La Chronique Agora

Lettre à vos héritiers

** Les nouvelles sont pleines d’inflation. En Chine le taux d’inflation des prix à la consommation a atteint un sommet de 11 ans — à plus de 7%. Le coût de la vie grimpe rapidement dans l’Empire du Milieu. Les salaires grimpent encore plus vite. Tout à coup, les exportations à bas prix de la Chine ne font plus baisser les prix de la planète — au contraire ; elles les font grimper !

* "Les prix du thé sur le point de grimper en flèche", titrait le Financial Times hier. "Le coût de l’acier devrait grimper, les producteurs ayant accepté de payer le minerai 70% plus cher", disait un autre article.

* Le pétrole est de retour au-dessus des 95 $. Le blé a vu son prix multiplié par trois depuis l’an dernier. L’indice des matières premières frôle des sommets record.

* Il y a quelques années, personne ne se souciait du prix du thé en Chine. A présent, les prix grimpent partout dans le monde… et les gens sont nerveux.

* Hier, nous avancions une théorie. Si l’avenir est vraiment aussi morose que les économistes semblent le penser, pourquoi les marchés boursiers n’ont-ils pas plus baissé, nous demandions-nous ? Les places mondiales regardent vers l’avant ; pourquoi ne voient-elles pas de problème arriver ?

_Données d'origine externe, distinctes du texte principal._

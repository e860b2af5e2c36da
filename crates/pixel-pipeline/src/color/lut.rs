//! sRGB transfer function
//!
//! 8-bit decoding goes through a lookup table generated at compile time by
//! build.rs. Every other direction uses the IEC 61966-2-1 formula directly.

// Include the generated LUT from build.rs
include!(concat!(env!("OUT_DIR"), "/gamma_lut.rs"));

/// Linear value of an 8-bit sRGB level, read straight from the exact table.
#[inline]
pub fn srgb8_to_linear(value: u8) -> f32 {
    SRGB8_TO_LINEAR[value as usize]
}

/// Convert an sRGB value (0.0..=1.0) to linear light.
///
/// Out-of-range inputs are clamped.
#[inline]
pub fn srgb_to_linear(srgb: f32) -> f32 {
    let srgb = srgb.clamp(0.0, 1.0);
    if srgb <= 0.040_45 {
        srgb / 12.92
    } else {
        ((srgb + 0.055) / 1.055).powf(2.4)
    }
}

/// Convert a linear value (0.0..=1.0) to gamma-encoded sRGB.
///
/// Out-of-range inputs are clamped.
#[inline]
pub fn linear_to_srgb(linear: f32) -> f32 {
    let linear = linear.clamp(0.0, 1.0);
    if linear <= 0.003_130_8 {
        linear * 12.92
    } else {
        1.055 * linear.powf(1.0 / 2.4) - 0.055
    }
}

/// Encode a linear value as an 8-bit sRGB level.
///
/// Every value produced by [`srgb8_to_linear`] maps back to its original level.
#[inline]
pub fn linear_to_srgb8(linear: f32) -> u8 {
    super::to_byte(linear_to_srgb(linear) * 255.0)
}

#[inline]
pub fn srgb16_to_linear(value: u16) -> f32 {
    srgb_to_linear(value as f32 / 65535.0)
}

#[inline]
pub fn linear_to_srgb16(linear: f32) -> u16 {
    super::to_word(linear_to_srgb(linear) * 65535.0)
}
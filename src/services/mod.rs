pub mod patterns;
pub mod runner;

pub use patterns::generate;
pub use runner::{ascii_preview, format_table, format_text, run, RunReport};
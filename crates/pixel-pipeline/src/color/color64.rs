//! 16-bit per channel colors.

use super::color32::{Color32, PColor32};
use super::space::WorkingColorSpace;

#[inline]
pub(crate) const fn widen(c: u8) -> u16 {
    c as u16 * 257
}

#[inline]
pub(crate) const fn narrow(c: u16) -> u8 {
    ((c as u32 + 128) / 257) as u8
}

/// A 64-bit ARGB color with straight alpha, sRGB encoded.
#[derive(Debug, Clone, Copy, PartialEq, Eq, Hash, Default)]
pub struct Color64 {
    pub a: u16,
    pub r: u16,
    pub g: u16,
    pub b: u16,
}

impl Color64 {
    pub const TRANSPARENT: Color64 = Color64::new(0, 0, 0, 0);
    pub const BLACK: Color64 = Color64::new(u16::MAX, 0, 0, 0);
    pub const WHITE: Color64 = Color64::new(u16::MAX, u16::MAX, u16::MAX, u16::MAX);

    #[inline]
    pub const fn new(a: u16, r: u16, g: u16, b: u16) -> Self {
        Self { a, r, g, b }
    }

    #[inline]
    pub const fn from_rgb(r: u16, g: u16, b: u16) -> Self {
        Self::new(u16::MAX, r, g, b)
    }

    #[inline]
    pub const fn to_opaque(self) -> Self {
        Self::new(u16::MAX, self.r, self.g, self.b)
    }

    #[inline]
    pub fn to_premultiplied(self) -> PColor64 {
        PColor64::from(self)
    }

    /// Blend over an opaque background, see [`Color32::blend_with_background`].
    pub fn blend_with_background(self, back: Color64, space: WorkingColorSpace) -> Self {
        match self.a {
            u16::MAX => self,
            0 => back.to_opaque(),
            _ if space.is_linear() => {
                let fore = super::ColorF::from(self);
                let back = super::ColorF::from(back);
                Color64::from(fore.blend_with_background(back))
            }
            a => {
                let alpha = a as u64;
                let inv = 65535 - alpha;
                let mix = |fore: u16, back: u16| {
                    ((fore as u64 * alpha + back as u64 * inv + 32767) / 65535) as u16
                };
                Color64::from_rgb(
                    mix(self.r, back.r),
                    mix(self.g, back.g),
                    mix(self.b, back.b),
                )
            }
        }
    }
}

impl From<Color32> for Color64 {
    #[inline]
    fn from(c: Color32) -> Self {
        Color64::new(widen(c.a), widen(c.r), widen(c.g), widen(c.b))
    }
}

impl From<Color64> for Color32 {
    #[inline]
    fn from(c: Color64) -> Self {
        Color32::new(narrow(c.a), narrow(c.r), narrow(c.g), narrow(c.b))
    }
}

/// A 64-bit ARGB color with premultiplied alpha.
///
/// Invariant: `r`, `g` and `b` never exceed `a`.
#[derive(Debug, Clone, Copy, PartialEq, Eq, Hash, Default)]
pub struct PColor64 {
    pub a: u16,
    pub r: u16,
    pub g: u16,
    pub b: u16,
}

impl PColor64 {
    /// Create a premultiplied color; channels above `a` are clipped to `a`.
    #[inline]
    pub fn new(a: u16, r: u16, g: u16, b: u16) -> Self {
        Self {
            a,
            r: r.min(a),
            g: g.min(a),
            b: b.min(a),
        }
    }

    #[inline]
    pub fn to_straight(self) -> Color64 {
        Color64::from(self)
    }
}

impl From<Color64> for PColor64 {
    #[inline]
    fn from(c: Color64) -> Self {
        match c.a {
            u16::MAX => PColor64 {
                a: u16::MAX,
                r: c.r,
                g: c.g,
                b: c.b,
            },
            0 => PColor64::default(),
            a => {
                let alpha = a as u32;
                let mul = |v: u16| ((v as u32 * alpha + 32767) / 65535) as u16;
                PColor64 {
                    a,
                    r: mul(c.r),
                    g: mul(c.g),
                    b: mul(c.b),
                }
            }
        }
    }
}

impl From<PColor64> for Color64 {
    #[inline]
    fn from(c: PColor64) -> Self {
        match c.a {
            u16::MAX => Color64::new(u16::MAX, c.r, c.g, c.b),
            0 => Color64::TRANSPARENT,
            a => {
                let alpha = a as u32;
                let div = |v: u16| ((v as u32 * 65535 + alpha / 2) / alpha).min(65535) as u16;
                Color64::new(a, div(c.r), div(c.g), div(c.b))
            }
        }
    }
}

impl From<PColor32> for PColor64 {
    #[inline]
    fn from(c: PColor32) -> Self {
        PColor64 {
            a: widen(c.a),
            r: widen(c.r),
            g: widen(c.g),
            b: widen(c.b),
        }
    }
}

impl From<PColor64> for PColor32 {
    #[inline]
    fn from(c: PColor64) -> Self {
        // narrow() is monotonic, so the alpha bound survives
        PColor32::new(narrow(c.a), narrow(c.r), narrow(c.g), narrow(c.b))
    }
}
//! Per-operation settings: cancellation, progress reporting and the degree
//! of parallelism.

use std::fmt;
use std::sync::atomic::{AtomicBool, Ordering};

use enough::{Stop, StopReason, Unstoppable};

use crate::error::Result;

/// Stage of a pipeline operation, reported to [`DrawingProgress`].
#[derive(Debug, Clone, Copy, PartialEq, Eq, Hash)]
pub enum DrawingOperation {
    /// Statistics pass of an optimizing quantizer.
    InitializingQuantizer,
    /// Setup of a ditherer.
    InitializingDitherer,
    /// The per-pixel copy.
    ProcessingPixels,
}

/// Receives progress notifications.
///
/// Called from worker threads at row-chunk granularity, never per pixel.
pub trait DrawingProgress: Send + Sync {
    /// A stage with `maximum` steps starts.
    fn new_operation(&self, operation: DrawingOperation, maximum: usize);

    /// `count` more steps of the current stage are done.
    fn increment(&self, count: usize);
}

/// A cancellation token backed by an atomic flag.
///
/// # Example
///
/// ```
/// use pixel_pipeline::{CancellationFlag, Stop};
///
/// let flag = CancellationFlag::new();
/// assert!(flag.check().is_ok());
/// flag.cancel();
/// assert!(flag.check().is_err());
/// ```
#[derive(Debug, Default)]
pub struct CancellationFlag(AtomicBool);

impl CancellationFlag {
    pub fn new() -> Self {
        Self::default()
    }

    pub fn cancel(&self) {
        self.0.store(true, Ordering::Relaxed);
    }

    pub fn is_canceled(&self) -> bool {
        self.0.load(Ordering::Relaxed)
    }
}

impl Stop for CancellationFlag {
    fn check(&self) -> std::result::Result<(), StopReason> {
        if self.is_canceled() {
            Err(StopReason::Cancelled)
        } else {
            Ok(())
        }
    }
}

/// Settings shared by one quantize/dither/copy operation.
#[derive(Clone, Copy)]
pub struct OperationContext<'c> {
    stop: &'c (dyn Stop + Sync),
    progress: Option<&'c dyn DrawingProgress>,
    max_parallelism: usize,
}

impl<'c> OperationContext<'c> {
    /// Uncancellable, silent, and parallel on the global thread pool.
    pub fn new() -> Self {
        Self {
            stop: &Unstoppable,
            progress: None,
            max_parallelism: 0,
        }
    }

    pub fn with_stop(mut self, stop: &'c (dyn Stop + Sync)) -> Self {
        self.stop = stop;
        self
    }

    pub fn with_progress(mut self, progress: &'c dyn DrawingProgress) -> Self {
        self.progress = Some(progress);
        self
    }

    /// `0` uses every core of the global pool, `1` runs on the calling
    /// thread, `n` builds a dedicated pool of `n` threads.
    pub fn with_max_parallelism(mut self, max_parallelism: usize) -> Self {
        self.max_parallelism = max_parallelism;
        self
    }

    pub fn max_parallelism(&self) -> usize {
        self.max_parallelism
    }

    pub fn is_canceled(&self) -> bool {
        self.stop.check().is_err()
    }

    /// `Err(Canceled)` once the stop token fired.
    #[inline]
    pub(crate) fn check(&self) -> Result<()> {
        Ok(self.stop.check()?)
    }

    pub(crate) fn new_operation(&self, operation: DrawingOperation, maximum: usize) {
        if let Some(progress) = self.progress {
            progress.new_operation(operation, maximum);
        }
    }

    pub(crate) fn increment(&self, count: usize) {
        if let Some(progress) = self.progress {
            progress.increment(count);
        }
    }
}

impl Default for OperationContext<'_> {
    fn default() -> Self {
        Self::new()
    }
}

impl fmt::Debug for OperationContext<'_> {
    fn fmt(&self, f: &mut fmt::Formatter<'_>) -> fmt::Result {
        f.debug_struct("OperationContext")
            .field("canceled", &self.is_canceled())
            .field("progress", &self.progress.is_some())
            .field("max_parallelism", &self.max_parallelism)
            .finish()
    }
}

#[cfg(test)]
mod tests {
    use std::sync::atomic::AtomicUsize;
    use std::sync::Mutex;

    use super::*;
    use crate::error::DrawingError;

    #[derive(Default)]
    struct Recorder {
        stages: Mutex<Vec<(DrawingOperation, usize)>>,
        steps: AtomicUsize,
    }

    impl DrawingProgress for Recorder {
        fn new_operation(&self, operation: DrawingOperation, maximum: usize) {
            self.stages.lock().unwrap().push((operation, maximum));
        }

        fn increment(&self, count: usize) {
            self.steps.fetch_add(count, Ordering::Relaxed);
        }
    }

    #[test]
    fn test_default_context_never_cancels() {
        let ctx = OperationContext::default();
        assert!(ctx.check().is_ok());
        assert_eq!(ctx.max_parallelism(), 0);
    }

    #[test]
    fn test_flag_cancels_context() {
        let flag = CancellationFlag::new();
        let ctx = OperationContext::new().with_stop(&flag);
        assert!(!ctx.is_canceled());
        flag.cancel();
        assert_eq!(ctx.check(), Err(DrawingError::Canceled));
    }

    #[test]
    fn test_progress_is_forwarded() {
        let recorder = Recorder::default();
        let ctx = OperationContext::new().with_progress(&recorder);
        ctx.new_operation(DrawingOperation::ProcessingPixels, 10);
        ctx.increment(3);
        ctx.increment(7);
        assert_eq!(
            *recorder.stages.lock().unwrap(),
            vec![(DrawingOperation::ProcessingPixels, 10)]
        );
        assert_eq!(recorder.steps.load(Ordering::Relaxed), 10);
    }
}
impl CustomPixelFormat {
    /// A direct format accessed as [`Color32`].
    pub fn color32(
        info: PixelFormatInfo,
        get: impl Fn(&[u8], usize) -> Color32 + Send + Sync + 'static,
        set: impl Fn(&mut [u8], usize, Color32) + Send + Sync + 'static,
    ) -> Self {
        Self {
            info: info.with_custom(true),
            accessors: CustomAccessors::Color32(Arc::new(get), Arc::new(set)),
        }
    }

    /// A direct format accessed as [`Color64`].
    pub fn color64(
        info: PixelFormatInfo,
        get: impl Fn(&[u8], usize) -> Color64 + Send + Sync + 'static,
        set: impl Fn(&mut [u8], usize, Color64) + Send + Sync + 'static,
    ) -> Self {
        Self {
            info: info.with_custom(true).with_wide_channels(true),
            accessors: CustomAccessors::Color64(Arc::new(get), Arc::new(set)),
        }
    }

    /// A direct format accessed as linear [`ColorF`].
    pub fn color_f(
        info: PixelFormatInfo,
        get: impl Fn(&[u8], usize) -> ColorF + Send + Sync + 'static,
        set: impl Fn(&mut [u8], usize, ColorF) + Send + Sync + 'static,
    ) -> Self {
        Self {
            info: info.with_custom(true).with_linear_gamma(true),
            accessors: CustomAccessors::ColorF(Arc::new(get), Arc::new(set)),
        }
    }

    /// An indexed format; the accessors read and write palette indices.
    pub fn indexed(
        bits_per_pixel: u8,
        get: impl Fn(&[u8], usize) -> u32 + Send + Sync + 'static,
        set: impl Fn(&mut [u8], usize, u32) + Send + Sync + 'static,
    ) -> Self {
        Self {
            info: PixelFormatInfo::new_indexed(bits_per_pixel).with_custom(true),
            accessors: CustomAccessors::Indexed(Arc::new(get), Arc::new(set)),
        }
    }

    pub fn info(&self) -> PixelFormatInfo {
        self.info
    }
}

impl fmt::Debug for CustomPixelFormat {
    fn fmt(&self, f: &mut fmt::Formatter<'_>) -> fmt::Result {
        f.debug_struct("CustomPixelFormat")
            .field("info", &self.info)
            .finish_non_exhaustive()
    }
}

#[derive(Clone)]
pub(crate) enum Codec {
    Known(KnownPixelFormat),
    Custom(CustomAccessors),
}

impl Codec {
    pub(crate) fn custom(format: CustomPixelFormat) -> (Codec, PixelFormatInfo) {
        (Codec::Custom(format.accessors), format.info)
    }
}

/// Settings used to write colors a format cannot represent exactly.
#[derive(Debug, Clone, Copy, PartialEq)]
pub(crate) struct Background {
    /// Always opaque.
    pub color: Color32,
    pub alpha_threshold: u8,
    /// Already resolved, never `Default`.
    pub space: WorkingColorSpace,
}
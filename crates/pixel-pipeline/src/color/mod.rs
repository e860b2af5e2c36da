//! Color types and conversion utilities
//!
//! Three precisions are available, each in a straight-alpha and a
//! premultiplied-alpha flavor:
//!
//! - [`Color32`] / [`PColor32`]: 8 bits per channel, sRGB encoded.
//! - [`Color64`] / [`PColor64`]: 16 bits per channel, sRGB encoded.
//! - [`ColorF`] / [`PColorF`]: `f32` per channel, *linear* light.
//!
//! Every type converts to and from the others with `From`. The 8-bit
//! round trip through any of the wider types is lossless.
//!
//! # Example
//!
//! ```
//! use pixel_pipeline::{Color32, ColorF};
//!
//! let c = Color32::new(255, 128, 64, 32);
//! let linear = ColorF::from(c);
//! assert!(linear.r < 0.5);
//! assert_eq!(Color32::from(linear), c);
//! ```

mod color32;
mod color64;
mod color_f;
pub(crate) mod lut;
mod hex;
mod space;

pub use color32::{Color32, PColor32};
pub use color64::{Color64, PColor64};
pub use color_f::{ColorF, PColorF};
pub use hex::ParseColorError;
pub use space::WorkingColorSpace;

/// Round half away from zero, then clamp to 0..=255.
#[inline]
pub(crate) fn to_byte(value: f32) -> u8 {
    value.round().clamp(0.0, 255.0) as u8
}

/// Round half away from zero, then clamp to 0..=65535.
#[inline]
pub(crate) fn to_word(value: f32) -> u16 {
    value.round().clamp(0.0, 65535.0) as u16
}
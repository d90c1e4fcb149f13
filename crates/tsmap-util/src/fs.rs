use std::fs;
use std::io;
use std::path::Path;

/// Read a file to string, returning `Ok(None)` if it does not exist.
///
/// Only `NotFound` is treated as absence. Every other failure (permissions,
/// the path being a directory, invalid UTF-8) is returned as an error so the
/// caller can tell a missing file apart from an unreadable one.
///
/// # Errors
/// Returns an error if the file exists but cannot be read.
pub fn read_optional(path: &Path) -> io::Result<Option<String>> {
    match fs::read_to_string(path) {
        Ok(content) => Ok(Some(content)),
        Err(e) if e.kind() == io::ErrorKind::NotFound => Ok(None),
        Err(e) => Err(e),
    }
}

/// Read a file to string, replacing invalid UTF-8 sequences with the replacement character.
///
/// # Errors
/// Returns an error if the file cannot be read.
pub fn read_to_string_lossy(path: &Path) -> io::Result<String> {
    let bytes = fs::read(path)?;
    Ok(String::from_utf8_lossy(&bytes).into_owned())
}
use super::print_json;
use miette::Result;
use serde::Serialize;
use tsmap_core::version::{version_string, SCHEMA_VERSION};
use tsmap_core::VERSION;

#[derive(Serialize)]
struct VersionOutput {
    schema_version: u32,
    version: &'static str,
}

pub fn run(json: bool) -> Result<()> {
    if json {
        return print_json(&VersionOutput {
            schema_version: SCHEMA_VERSION,
            version: VERSION,
        });
    }

    println!("{}", version_string());
    Ok(())
}
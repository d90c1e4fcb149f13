//! Logging initialization for the CLI.
//!
//! Logging is owned by the CLI crate to keep library crates lightweight.
//! Uses tracing with structured JSON output for machine-readable logs.

use tracing::Level;
use tracing_subscriber::{fmt, prelude::*, EnvFilter};

/// Initialize the tracing subscriber based on configuration.
///
/// # Arguments
/// * `verbosity` - 0 = INFO, 1 = DEBUG, 2+ = TRACE
/// * `json` - If true, output JSON lines to stderr
///
/// Stdout is reserved for command output; all logs go to stderr.
///
/// # Panics
/// Panics if the subscriber cannot be initialized (e.g., called twice).
pub fn init(verbosity: u8, json: bool) {
    let level = match verbosity {
        0 => Level::INFO,
        1 => Level::DEBUG,
        _ => Level::TRACE,
    };

    // Support RUST_LOG env var, with verbosity flag as override
    let mut filter =
        EnvFilter::try_from_default_env().unwrap_or_else(|_| EnvFilter::new("warn"));
    if let Ok(directive) = format!("tsmap_cli={level}").parse() {
        filter = filter.add_directive(directive);
    }

    let subscriber = tracing_subscriber::registry().with(filter);

    if json {
        subscriber
            .with(
                fmt::layer()
                    .json()
                    .with_current_span(true)
                    .with_span_list(false)
                    .with_writer(std::io::stderr),
            )
            .init();
    } else {
        subscriber
            .with(fmt::layer().with_target(false).with_writer(std::io::stderr))
            .init();
    }
}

* Notre réponse, c’est que les marchés voient les problèmes arriver de deux directions différentes. D’un côté, la déflation tire les valeurs vers le bas — les maisons, les actions, les mauvaises dettes (et les dettes des entreprises constituent la prochaine débâcle, prévient le Wall Street Journal).

* Mais de l’autre côté, l’inflation met à mal la valeur de la devise elle-même. Qui veut avoir des billets verts quand ils perdent 4% par an et que l’inflation grimpe ? Historiquement, en période d’inflation, mieux vaut détenir des actions dans des entreprises profitables qui peuvent augmenter leurs prix plutôt que des liquidités.

* Avec des canons à gauche… des canons à droite… toutes ces volées de balles et ce bruit de tonnerre… quelle direction devraient prendre les actions ? Peut-être qu’elles voient l’ensemble du tableau… et restent sans bouger ?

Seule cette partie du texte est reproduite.